Not only can we thus study the age-long evolution of the physical man, but we have recently acquired sufficient scientific data to lay foundations for a study of the evolution of the psychical man. Thus, for example, instincts seem to be nothing more than habits which through unknown periods of time have become so ingrained in the constitution of man, and of all animals, that now they have become second nature and usually are exercised without the need of reasoning processes. The influence from innate sensuous experiences rises into consciousness as the life of every normal child and youth
unfolds itself; and these experiences in their full expansion, when the age of maturity has been reached, constitute in their unity what we call character, which, in one sense, may be defined as the sum total of instincts of every kind. From such a point of view, the psychical or invisible power in man is merely a bundle of acquired habits which make use of the bodily organism in order to express themselves--in the same way, as we have pointed out, that electrical forces manifest their presence through a conductor. If these habits be good, we call their possessor a good man; if evil, we call him an evil man.

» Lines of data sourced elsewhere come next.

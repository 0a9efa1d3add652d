use crate::{
    foundation::error::{LaminaError, LaminaResult},
    render::texture::Texture,
};

/// Largest accepted blur radius in pixels.
pub const MAX_BLUR_RADIUS: u32 = 256;

/// Separable Gaussian blur of `source` written into `target`.
///
/// Both textures must be drawable and of equal size. `radius == 0` copies the source.
pub fn gaussian_blur(
    source: &Texture,
    target: &mut Texture,
    radius: u32,
    sigma: f32,
) -> LaminaResult<()> {
    if !source.is_drawable() || !target.is_drawable() || source.size() != target.size() {
        return Err(LaminaError::evaluation(
            "gaussian blur expects drawable textures of identical size",
        ));
    }
    if radius == 0 {
        return target.copy_from(source);
    }
    let kernel = gaussian_kernel_q16(radius.min(MAX_BLUR_RADIUS), sigma)?;
    let (w, h) = (source.width(), source.height());
    horizontal_pass(source.data(), target.data_mut(), w, h, &kernel);
    vertical_pass_in_place(target.data_mut(), w, h, &kernel);
    Ok(())
}

pub(crate) fn gaussian_kernel_q16(radius: u32, sigma: f32) -> LaminaResult<Vec<u32>> {
    if radius == 0 {
        return Ok(vec![1 << 16]);
    }
    if !sigma.is_finite() || sigma <= 0.0 {
        return Err(LaminaError::validation("blur sigma must be > 0"));
    }

    let r = radius as i32;
    let denom = 2.0 * f64::from(sigma) * f64::from(sigma);
    let weights_f: Vec<f64> = (-r..=r)
        .map(|i| {
            let x = f64::from(i);
            (-x * x / denom).exp()
        })
        .collect();
    let sum: f64 = weights_f.iter().sum();
    if sum <= 0.0 {
        return Err(LaminaError::evaluation("gaussian kernel sum is zero"));
    }

    let mut weights: Vec<u32> = weights_f
        .iter()
        .map(|wf| ((wf / sum) * 65536.0).round().clamp(0.0, 65536.0) as u32)
        .collect();
    // Fold the rounding residue into the center tap so the kernel sums to exactly 1.0.
    let acc: i64 = weights.iter().map(|&w| i64::from(w)).sum();
    let delta = 65536 - acc;
    if delta != 0 {
        let mid = weights.len() / 2;
        weights[mid] = (i64::from(weights[mid]) + delta).clamp(0, 65536) as u32;
    }
    Ok(weights)
}

fn horizontal_pass(src: &[u8], dst: &mut [u8], width: u32, height: u32, k: &[u32]) {
    let radius = (k.len() / 2) as i64;
    let w = i64::from(width);
    for y in 0..i64::from(height) {
        for x in 0..w {
            let mut acc = [0u64; 4];
            for (ki, &kw) in k.iter().enumerate() {
                let sx = (x + ki as i64 - radius).clamp(0, w - 1);
                let idx = ((y * w + sx) as usize) * 4;
                for c in 0..4 {
                    acc[c] += u64::from(kw) * u64::from(src[idx + c]);
                }
            }
            let out_idx = ((y * w + x) as usize) * 4;
            for c in 0..4 {
                dst[out_idx + c] = q16_to_u8(acc[c]);
            }
        }
    }
}

fn vertical_pass_in_place(buf: &mut [u8], width: u32, height: u32, k: &[u32]) {
    let radius = (k.len() / 2) as i64;
    let w = width as usize;
    let h = i64::from(height);
    let mut column = vec![0u8; height as usize * 4];
    for x in 0..w {
        for y in 0..height as usize {
            let idx = (y * w + x) * 4;
            column[y * 4..y * 4 + 4].copy_from_slice(&buf[idx..idx + 4]);
        }
        for y in 0..h {
            let mut acc = [0u64; 4];
            for (ki, &kw) in k.iter().enumerate() {
                let sy = (y + ki as i64 - radius).clamp(0, h - 1) as usize;
                for c in 0..4 {
                    acc[c] += u64::from(kw) * u64::from(column[sy * 4 + c]);
                }
            }
            let out_idx = (y as usize * w + x) * 4;
            for c in 0..4 {
                buf[out_idx + c] = q16_to_u8(acc[c]);
            }
        }
    }
}

fn q16_to_u8(acc: u64) -> u8 {
    ((acc + 32768) >> 16).min(255) as u8
}

#[cfg(test)]
#[path = "../../tests/unit/effects/blur.rs"]
mod tests;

The theory of Charles Darwin suggests that all evolutionary progress is directed to the acquirement of newer and ever higher instincts. And if this process be the true one, that is to say, if all instincts, which in their finer distinctions mark off species from species in all animal kingdoms, be as Darwin thought--and as is to-day more clearly evident--the result of a long and gradual evolution through experience in a sensuous realm of existence, then it would seem to follow that there must be some kind of a monad (probably a non-sensuous one) to which such acquired instincts can attach themselves. Such a monad, too, must have been a percipient and hence a recorder of such ever-accumulating experiences throughout an inconceivably long chain of lives, and it of itself must, while so perceiving and recording, not be subject to the transitoriness of the sensuous realm wherein it gathers together these instincts, which in their unified expression form its personality or human character.

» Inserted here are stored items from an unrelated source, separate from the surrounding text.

use super::*;

fn range(start: i64, end: i64) -> TimeRange {
    TimeRange::from_start_end(MediaTime::from_secs(start), MediaTime::from_secs(end)).unwrap()
}

fn leaf(id: u32, start: i64, end: i64) -> TrackLeaf {
    TrackLeaf {
        layer: LayerId(id),
        time_range: range(start, end),
        needs_track: true,
    }
}

#[test]
fn disjoint_layers_share_a_track() {
    let table = allocate_tracks(&[leaf(0, 0, 3), leaf(1, 5, 8), leaf(2, 2, 6)], &[]);
    let a = table.video_track_of(LayerId(0)).unwrap();
    let b = table.video_track_of(LayerId(1)).unwrap();
    let c = table.video_track_of(LayerId(2)).unwrap();
    assert_eq!(a, b);
    assert_ne!(a, c);
    assert_eq!(table.video_track_ids(), vec![TrackId(1), TrackId(2)]);
}

#[test]
fn touching_ranges_reuse() {
    let table = allocate_tracks(&[leaf(0, 0, 4), leaf(1, 4, 6)], &[]);
    assert_eq!(table.video_track_of(LayerId(0)), Some(TrackId(1)));
    assert_eq!(table.video_track_of(LayerId(1)), Some(TrackId(1)));
}

#[test]
fn mutually_overlapping_layers_get_distinct_tracks() {
    let leaves: Vec<_> = (0..5).map(|i| leaf(i, i64::from(i), 10)).collect();
    let table = allocate_tracks(&leaves, &[]);
    assert_eq!(table.video_track_ids().len(), 5);
}

#[test]
fn reuse_prefers_lowest_free_track() {
    // Tracks 1 and 2 both free up before the third leaf starts.
    let table = allocate_tracks(&[leaf(0, 0, 2), leaf(1, 1, 3), leaf(2, 5, 6)], &[]);
    assert_eq!(table.video_track_of(LayerId(2)), Some(TrackId(1)));
}

#[test]
fn allocation_follows_start_order_not_insertion_order() {
    let table = allocate_tracks(&[leaf(0, 5, 8), leaf(1, 0, 3)], &[]);
    assert_eq!(table.video_track_of(LayerId(1)), Some(TrackId(1)));
    assert_eq!(table.video_track_of(LayerId(0)), Some(TrackId(1)));
    assert_eq!(table.video[0].layer, LayerId(1));
}

#[test]
fn placeholder_spans_all_leaves_and_follows_video_ids() {
    let image = TrackLeaf {
        needs_track: false,
        ..leaf(9, 1, 12)
    };
    let table = allocate_tracks(&[leaf(0, 2, 4), image, leaf(1, 3, 5)], &[]);
    assert_eq!(table.video_track_of(LayerId(9)), None);
    let ph = table.placeholder.unwrap();
    assert_eq!(ph.track_id, TrackId(3));
    assert_eq!(ph.time_range, range(1, 12));
}

#[test]
fn audio_ids_are_never_reused() {
    let audio = [(LayerId(0), range(0, 2)), (LayerId(1), range(5, 6))];
    let table = allocate_tracks(&[leaf(0, 0, 2)], &audio);
    assert_eq!(table.audio_track_of(LayerId(0)), Some(TrackId(3)));
    assert_eq!(table.audio_track_of(LayerId(1)), Some(TrackId(4)));
    assert_eq!(table.track_count(), 4);
}

#[test]
fn audio_ids_follow_start_order_not_insertion_order() {
    let audio = [
        (LayerId(0), range(5, 6)),
        (LayerId(1), range(0, 1)),
        (LayerId(2), range(0, 3)),
    ];
    let table = allocate_tracks(&[], &audio);
    assert_eq!(table.audio_track_of(LayerId(1)), Some(TrackId(1)));
    assert_eq!(table.audio_track_of(LayerId(2)), Some(TrackId(2)));
    assert_eq!(table.audio_track_of(LayerId(0)), Some(TrackId(3)));
    let starts: Vec<_> = table.audio.iter().map(|a| a.time_range.start).collect();
    assert!(starts.windows(2).all(|w| w[0] <= w[1]));
}

#[test]
fn empty_input_allocates_nothing() {
    let table = allocate_tracks(&[], &[]);
    assert_eq!(table, TrackTable::default());
    let audio_only = allocate_tracks(&[], &[(LayerId(0), range(0, 1))]);
    assert_eq!(audio_only.audio_track_of(LayerId(0)), Some(TrackId(1)));
}

#[test]
fn table_serializes() {
    let table = allocate_tracks(&[leaf(0, 0, 2)], &[]);
    let json = serde_json::to_value(&table).unwrap();
    assert_eq!(json["video"][0]["track_id"], 1);
    assert_eq!(json["placeholder"]["track_id"], 2);
}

In harmony with the vitalistic view of evolution, which implies a pre-existent psychical power continually striving to express itself completely through matter, yet normally able to exist independently of a physical means of expression, we should regard such high mental processes as judgement, reasoning, analysis and synthesis, and spatial perception, along with memory, as resultants of very great experience in a sensuous world, on which in our present psycho-physical constitution such processes appear to have direct bearing. In other words, for man to be able to exercise such high
mental processes there is need to postulate incalculable ages of specialization in the nervous apparatus, and in psychophysical adjustment, of a kind which has thus enabled the psychical power to express itself to such a supreme degree in the realm of mind and matter. The same vitalistic argument is applicable to the lower mental processes and to the instinctual powers in man, because we cannot at any time, in viewing the complete evolution of man as a twofold being composed of a physical and a psychical part, force aside Fechner's conviction that the problem is a psychophysical one. A study of sexual instincts in children seems to confirm this. 1
Such a psychical and vitalistic hypothesis is, as we have seen, strongly supported by embryology; and embryology proves conclusively the need of long ages of physical evolution for the development of each tissue and highly specialized organ in the human body. Certain French and German and other scientists of the vitalistic school have demonstrated physiologically the need of a pre-existent power as the unifying principle which attracts and compels material atoms to group themselves into the pattern of the human body 2--or, as we may add, of any organic body. Psychical researchers at the outset of their science seem apparently to have demonstrated psychologically the post-existence of the personal consciousness-unity; and it is very likely when further progress has been made in psychics that there will arise a logical need to postulate, in addition to the personal consciousness-unity, a hypothetical pre-existent soul-monad as the unifying principle which attracts and compels psychical atoms of experience (if such an expression may be
used) to group themselves into the personal consciousness-unity which appears to survive the death of the gross physical body--for a long or short time, as future research may show. 1 Such a soul-monad, to follow the view held by Celtic mystics, led by acquired instincts which were transmitted to it through the personality (held by the Celtic esoteric doctrine to be a temporary combination), apparently weaves out of matter the body-unit adapted to its further evolution, in a way analogous to that in which a silkworm is led by acquired instincts to weave a cocoon. This body-unit is twofold: (1) the visible body derived from the visible elements of matter; and (2) the invisible or ghost-body derived from the invisible or ethereal elements of matter.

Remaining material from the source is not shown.